Business use of personal accounts made the problem worse

Nationwide knew as early as 2016 that thousands of personal accounts were being used for business activity and knew its controls weren’t built for that kind of behaviour.

Still, it tolerated the issue, for almost four years, while exploring a possible business banking product. Only when the banking product launch was abandoned "that impactful steps were then taken to develop a model to identify business use and create a formal written framework for defining, investigating, managing and, if appropriate, exiting unauthorised business customers."

By 2021, about 133,000 customers showed signs of business use and 16,000 accounts were closed for sitting outside risk appetite. Letting business activity flow through personal accounts inflated every existing weakness: more volume, more complexity, more noise, but the same blunt monitoring rules.

Why the FCA’s penalty was so high

The FCA rarely penalises a firm for a single miss. It penalises for patterns; especially when those patterns are known internally and persist.

Nationwide’s failures were:

• Prolonged: four and a half years
• Systemic: affecting CDD, monitoring, governance and data
• Foreseeable: Nationwide received internal and external warnings
• Harmful: real criminals laundered real funds through its accounts
• Cultural: improvement came, but came too late

The FCA’s message is clear: if you know something is broken, you need to act fast. Tolerating risk is not a mitigation strategy.

What firms need to start doing now in preparation for FCA supervision 

Nationwide’s failures aren’t just a banking story, they’re a preview of what the FCA will look for when it starts supervising law and accounting firms.
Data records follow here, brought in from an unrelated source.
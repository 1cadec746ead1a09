use std::fs;
use std::io::Write;
use std::path::{Path, PathBuf};

use anyhow::Context;
use structopt::StructOpt;

use spell::{accuracy, AccumulationMode, Alphabet, Config, ConfusionTable, SpellingCorrector};

#[derive(Debug, StructOpt)]
#[structopt(
    name = "channel-spell",
    about = "Noisy-channel spelling correction trained on a corpus and labeled misspellings."
)]
struct Args {
    /// Text corpus the word frequencies are counted from
    #[structopt(long, parse(from_os_str))]
    corpus: PathBuf,

    /// Labeled misspellings, one `correct: miss1, miss2*count` line per word
    #[structopt(long, parse(from_os_str))]
    spell_errors: PathBuf,

    /// Words to correct, one per line
    #[structopt(long, parse(from_os_str))]
    misspelled: PathBuf,

    /// Expected corrections, one per line, for reporting accuracy
    #[structopt(long, parse(from_os_str))]
    correct: Option<PathBuf>,

    /// JSON config file; flags below switch options on over it
    #[structopt(short, long, parse(from_os_str))]
    config: Option<PathBuf>,

    /// Add-one smoothing of the error model
    #[structopt(long)]
    smooth: bool,

    /// Turn confusion counts into rates against the corpus text
    #[structopt(long)]
    normalize: bool,

    /// Charge only the first differing edit of each training pair
    #[structopt(long)]
    first_difference: bool,

    /// Also try `?` when generating candidates
    #[structopt(long)]
    extended_alphabet: bool,

    /// Where corrections are written, one per line
    #[structopt(short, long, parse(from_os_str), default_value = "output.txt")]
    output: PathBuf,

    /// Directory to write the four confusion tables into
    #[structopt(long, parse(from_os_str))]
    print_confusions: Option<PathBuf>,
}

impl Args {
    fn config(&self) -> anyhow::Result<Config> {
        let mut config = match &self.config {
            Some(path) => Config::from_json_file(path)
                .with_context(|| format!("loading config {}", path.display()))?,
            None => Config::default(),
        };

        config.smoothing |= self.smooth;
        config.normalize |= self.normalize;
        config.extended_alphabet |= self.extended_alphabet;
        if self.first_difference {
            config.mode = AccumulationMode::FirstDifference;
        }
        Ok(config)
    }
}

fn read_words(path: &Path) -> anyhow::Result<Vec<String>> {
    let text =
        fs::read_to_string(path).with_context(|| format!("reading {}", path.display()))?;
    Ok(text
        .lines()
        .map(|line| {
            line.chars()
                .filter(|c| !c.is_whitespace())
                .collect::<String>()
                .to_lowercase()
        })
        .collect())
}

fn write_confusions(dir: &Path, corrector: &SpellingCorrector) -> anyhow::Result<()> {
    fs::create_dir_all(dir).with_context(|| format!("creating {}", dir.display()))?;

    let tables = corrector.model().confusion();
    let named: [(&str, &ConfusionTable); 4] = [
        ("insertion.txt", &tables.insertion),
        ("deletion.txt", &tables.deletion),
        ("substitution.txt", &tables.substitution),
        ("transpose.txt", &tables.transposition),
    ];

    let letters = Alphabet::letters();
    for (name, table) in named {
        let path = dir.join(name);
        fs::write(&path, table.grid(&letters).to_string())
            .with_context(|| format!("writing {}", path.display()))?;
        log::info!("wrote {} ({} entries)", path.display(), table.len());
    }
    Ok(())
}

fn main() -> anyhow::Result<()> {
    pretty_env_logger::init();

    let args = Args::from_args();
    let config = args.config()?;
    log::debug!("{:?}", config);

    let corrector = SpellingCorrector::from_files(&args.corpus, &args.spell_errors, &config)?;
    log::info!(
        "trained on {} words",
        corrector.model().frequency().len()
    );

    if let Some(dir) = &args.print_confusions {
        write_confusions(dir, &corrector)?;
    }

    let misspelled = read_words(&args.misspelled)?;
    let corrected: Vec<Option<String>> = misspelled
        .iter()
        .map(|word| {
            let correction = corrector.correction(word);
            if correction.is_none() {
                log::debug!("no correction for {:?}", word);
            }
            correction
        })
        .collect();

    let mut out = fs::File::create(&args.output)
        .with_context(|| format!("creating {}", args.output.display()))?;
    for predict in &corrected {
        writeln!(out, "{}", predict.as_deref().unwrap_or(""))?;
    }
    log::info!("wrote {} corrections to {}", corrected.len(), args.output.display());

    if let Some(path) = &args.correct {
        let expected = read_words(path)?;
        println!("Accuracy is {:.2}", accuracy(&expected, &corrected));
    }

    Ok(())
}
If your AML programme was built for SRA or professional-body oversight, the shift to FCA expectations will be a step-change. Here’s what to get moving on now.
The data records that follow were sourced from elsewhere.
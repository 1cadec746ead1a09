//! Working alphabets and the start-of-word sentinel.

/// Sentinel standing in for "start of word" in character pairs.
pub const BOUNDARY: char = '#';

/// Denominator added to a likelihood ratio when additive smoothing is enabled.
pub const SMOOTHING_DENOMINATOR: f64 = 26.0;

const LETTERS: &str = "abcdefghijklmnopqrstuvwxyz";

/// `Alphabet` is the set of characters tried when generating deletion and substitution
/// candidates.
#[derive(Debug, Clone, PartialEq, Eq)]
pub struct Alphabet {
    chars: Vec<char>,
}

impl Alphabet {
    /// `standard` is the lowercase letters plus hyphen, underscore and period.
    #[must_use]
    pub fn standard() -> Self {
        Self::from_chars(LETTERS.chars().chain("-_.".chars()))
    }

    /// `extended` is the standard alphabet with the question mark added.
    #[must_use]
    pub fn extended() -> Self {
        Self::from_chars(LETTERS.chars().chain("-_.?".chars()))
    }

    /// `letters` is `a` through `z` only.
    #[must_use]
    pub fn letters() -> Self {
        Self::from_chars(LETTERS.chars())
    }

    /// `from_chars` builds an alphabet from arbitrary characters, dropping repeats while
    /// keeping first-seen order.
    pub fn from_chars(chars: impl IntoIterator<Item = char>) -> Self {
        let mut out: Vec<char> = Vec::new();
        for c in chars {
            if !out.contains(&c) {
                out.push(c);
            }
        }
        Self { chars: out }
    }

    /// `chars` iterates the alphabet in insertion order.
    pub fn chars(&self) -> impl Iterator<Item = char> + '_ {
        self.chars.iter().copied()
    }

    /// `contains` reports whether `c` belongs to the alphabet.
    #[must_use]
    pub fn contains(&self, c: char) -> bool {
        self.chars.contains(&c)
    }

    /// `len` is the number of characters.
    #[must_use]
    pub fn len(&self) -> usize {
        self.chars.len()
    }

    /// `is_empty` reports whether the alphabet has no characters.
    #[must_use]
    pub fn is_empty(&self) -> bool {
        self.chars.is_empty()
    }
}

impl Default for Alphabet {
    fn default() -> Self {
        Self::standard()
    }
}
Keep your client picture complete and current

Onboarding-only CDD won’t pass. You need up-to-date verification, real risk differentiation and event-driven refreshes.

Replace static checks with continuous, risk-sensitive monitoring

The FCA expects monitoring that adapts when risk changes. For professional services, that means tracking shifts in ownership, geography, instructions, source of funds and matter complexity, not banking-style transaction rules.
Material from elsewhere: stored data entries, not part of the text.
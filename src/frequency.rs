//! Word counts and the character statistics derived from them.

use std::collections::HashMap;

use regex::Regex;

use crate::alphabet::BOUNDARY;
use crate::CharPair;

/// `Tokenizer` splits raw corpus lines into lowercase word tokens.
#[derive(Debug, Clone)]
pub struct Tokenizer {
    separators: Regex,
    word: Regex,
}

impl Tokenizer {
    /// `new` compiles the separator and word expressions.
    ///
    /// # Errors
    ///
    /// Returns error if an invalid expression is given to `regex::Regex::new`.
    pub fn new() -> Result<Self, regex::Error> {
        Ok(Self {
            separators: Regex::new(r#"[0-9.?!",'\-_;:=()\[\]/#><$*]"#)?,
            word: Regex::new(r"\w+")?,
        })
    }

    /// `tokenize` blanks out digits and punctuation, lowercases `line` and returns its word
    /// runs.
    #[must_use]
    pub fn tokenize(&self, line: &str) -> Vec<String> {
        let cleaned = self.separators.replace_all(line, " ").to_lowercase();
        self.word
            .find_iter(&cleaned)
            .map(|m| m.as_str().to_string())
            .collect()
    }
}

/// `CharCounts` holds unigram and bigram occurrence counts, the bigrams including pairs that
/// start at the word boundary.
#[derive(Debug, Clone, Default, PartialEq, Eq)]
pub struct CharCounts {
    unigrams: HashMap<char, u64>,
    bigrams: HashMap<CharPair, u64>,
}

impl CharCounts {
    /// `from_vocabulary` weights the characters of every word by that word's count.
    pub fn from_vocabulary<'a>(words: impl IntoIterator<Item = (&'a str, u64)>) -> Self {
        let mut counts = Self::default();
        for (word, weight) in words {
            counts.add_word(word, weight);
        }
        counts
    }

    /// `from_text` counts every whitespace-delimited run of `text` once, after lowercasing.
    #[must_use]
    pub fn from_text(text: &str) -> Self {
        let lower = text.to_lowercase();
        Self::from_vocabulary(lower.split_whitespace().map(|run| (run, 1)))
    }

    fn add_word(&mut self, word: &str, weight: u64) {
        *self.unigrams.entry(BOUNDARY).or_insert(0) += weight;

        let mut prev = BOUNDARY;
        for curr in word.chars() {
            *self.unigrams.entry(curr).or_insert(0) += weight;
            *self.bigrams.entry((prev, curr)).or_insert(0) += weight;
            prev = curr;
        }
    }

    /// `unigram` is the occurrence count of `c`, zero when unseen.
    #[must_use]
    pub fn unigram(&self, c: char) -> u64 {
        self.unigrams.get(&c).copied().unwrap_or(0)
    }

    /// `bigram` is the occurrence count of the adjacent pair, zero when unseen.
    #[must_use]
    pub fn bigram(&self, pair: CharPair) -> u64 {
        self.bigrams.get(&pair).copied().unwrap_or(0)
    }
}

/// `FrequencyModel` is the language prior: how often each word occurs in the training corpus.
#[derive(Debug, Clone, Default)]
pub struct FrequencyModel {
    words: HashMap<String, u64>,
    total: u64,
    chars: CharCounts,
}

impl FrequencyModel {
    /// `from_text` tokenizes every line of `text` and counts the resulting words.
    ///
    /// # Errors
    ///
    /// Returns error if the tokenizer fails to build.
    pub fn from_text(text: &str) -> Result<Self, regex::Error> {
        let tokenizer = Tokenizer::new()?;
        Ok(text
            .lines()
            .flat_map(|line| tokenizer.tokenize(line))
            .map(|word| (word, 1))
            .collect())
    }

    /// `count` is the number of times `word` was seen, zero when unseen.
    #[must_use]
    pub fn count(&self, word: &str) -> u64 {
        self.words.get(word).copied().unwrap_or(0)
    }

    /// `contains` reports whether `word` was seen at least once.
    #[must_use]
    pub fn contains(&self, word: &str) -> bool {
        self.count(word) > 0
    }

    /// `prior` is `count(word) / total`, zero for an empty model.
    #[must_use]
    #[allow(clippy::cast_precision_loss)]
    pub fn prior(&self, word: &str) -> f64 {
        if self.total == 0 {
            return 0.0;
        }
        self.count(word) as f64 / self.total as f64
    }

    /// `total` is the number of word tokens counted.
    #[must_use]
    pub fn total(&self) -> u64 {
        self.total
    }

    /// `len` is the number of distinct words.
    #[must_use]
    pub fn len(&self) -> usize {
        self.words.len()
    }

    /// `is_empty` reports whether no word was counted.
    #[must_use]
    pub fn is_empty(&self) -> bool {
        self.words.is_empty()
    }

    /// `chars` are the unigram and bigram counts weighted by word frequency.
    #[must_use]
    pub fn chars(&self) -> &CharCounts {
        &self.chars
    }
}

impl<S: Into<String>> FromIterator<(S, u64)> for FrequencyModel {
    fn from_iter<I: IntoIterator<Item = (S, u64)>>(iter: I) -> Self {
        let mut words: HashMap<String, u64> = HashMap::new();
        for (word, count) in iter {
            let word = word.into();
            if word.is_empty() {
                continue;
            }
            *words.entry(word).or_insert(0) += count;
        }

        let total = words.values().sum();
        let chars = CharCounts::from_vocabulary(words.iter().map(|(w, c)| (w.as_str(), *c)));
        Self {
            words,
            total,
            chars,
        }
    }
}

#[cfg(test)]
mod tests {
    use super::*;

    #[test]
    fn tokenize_strips_digits_and_punctuation() {
        let tokenizer = Tokenizer::new().unwrap();
        assert_eq!(
            tokenizer.tokenize("The 2 cats' well-known (tricks)!"),
            vec!["the", "cats", "well", "known", "tricks"]
        );
        assert!(tokenizer.tokenize("42 ... ?!").is_empty());
    }

    #[test]
    fn from_text_counts_words() {
        let model = FrequencyModel::from_text("the cat\nThe dog, the end.").unwrap();
        assert_eq!(model.count("the"), 3);
        assert_eq!(model.count("cat"), 1);
        assert_eq!(model.count("bird"), 0);
        assert_eq!(model.total(), 6);
        assert_eq!(model.len(), 4);
    }

    #[test]
    fn prior_is_relative_frequency() {
        let model: FrequencyModel = vec![("the", 100), ("that", 10)].into_iter().collect();
        assert!((model.prior("the") - 100.0 / 110.0).abs() < 1e-12);
        assert_eq!(model.prior("teh"), 0.0);
        assert_eq!(FrequencyModel::default().prior("the"), 0.0);
    }

    #[test]
    fn zero_counts_are_not_known() {
        let model: FrequencyModel = vec![("receive", 50), ("recieve", 0)].into_iter().collect();
        assert!(model.contains("receive"));
        assert!(!model.contains("recieve"));
    }

    #[test]
    fn char_counts_are_weighted_by_word_count() {
        let model: FrequencyModel = vec![("the", 100), ("that", 10)].into_iter().collect();
        let chars = model.chars();
        assert_eq!(chars.unigram(BOUNDARY), 110);
        assert_eq!(chars.unigram('t'), 100 + 20);
        assert_eq!(chars.unigram('h'), 110);
        assert_eq!(chars.bigram((BOUNDARY, 't')), 110);
        assert_eq!(chars.bigram(('h', 'e')), 100);
        assert_eq!(chars.bigram(('h', 'a')), 10);
        assert_eq!(chars.bigram(('e', 'h')), 0);
    }

    #[test]
    fn char_counts_from_text_match_vocabulary_weighting() {
        let from_text = CharCounts::from_text("ab ab\nAc");
        let from_vocab = CharCounts::from_vocabulary(vec![("ab", 2), ("ac", 1)]);
        assert_eq!(from_text, from_vocab);
    }
}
Connect your CDD, risk scoring and matter workflows

Nationwide’s biggest weakness was disconnected data. The FCA will expect one source of truth: CDD feeding risk scoring, risk scoring powering monitoring and monitoring triggering escalation.

Speed up AML decision-making

Timeliness matters. Nationwide’s slow alert reviews were a key criticism. Firms need prompt review of high-risk indicators, fast escalation paths and clear timelines. 

Fix known gaps

The FCA treats long-standing, unaddressed weaknesses as a breach in itself. Map issues, assign owners, set deadlines and demonstrate progress. 

Give your MLRO operational control

Under FCA supervision, the MLRO isn’t just a policy lead, they’re accountable. They need access to data, oversight of monitoring and authority to block or exit clients.

Prepare for data-led supervision

The FCA supervises by interrogating evidence, not reading policy statements. Make sure audit trails are clean, decisions are documented and SARs show quality, not volume.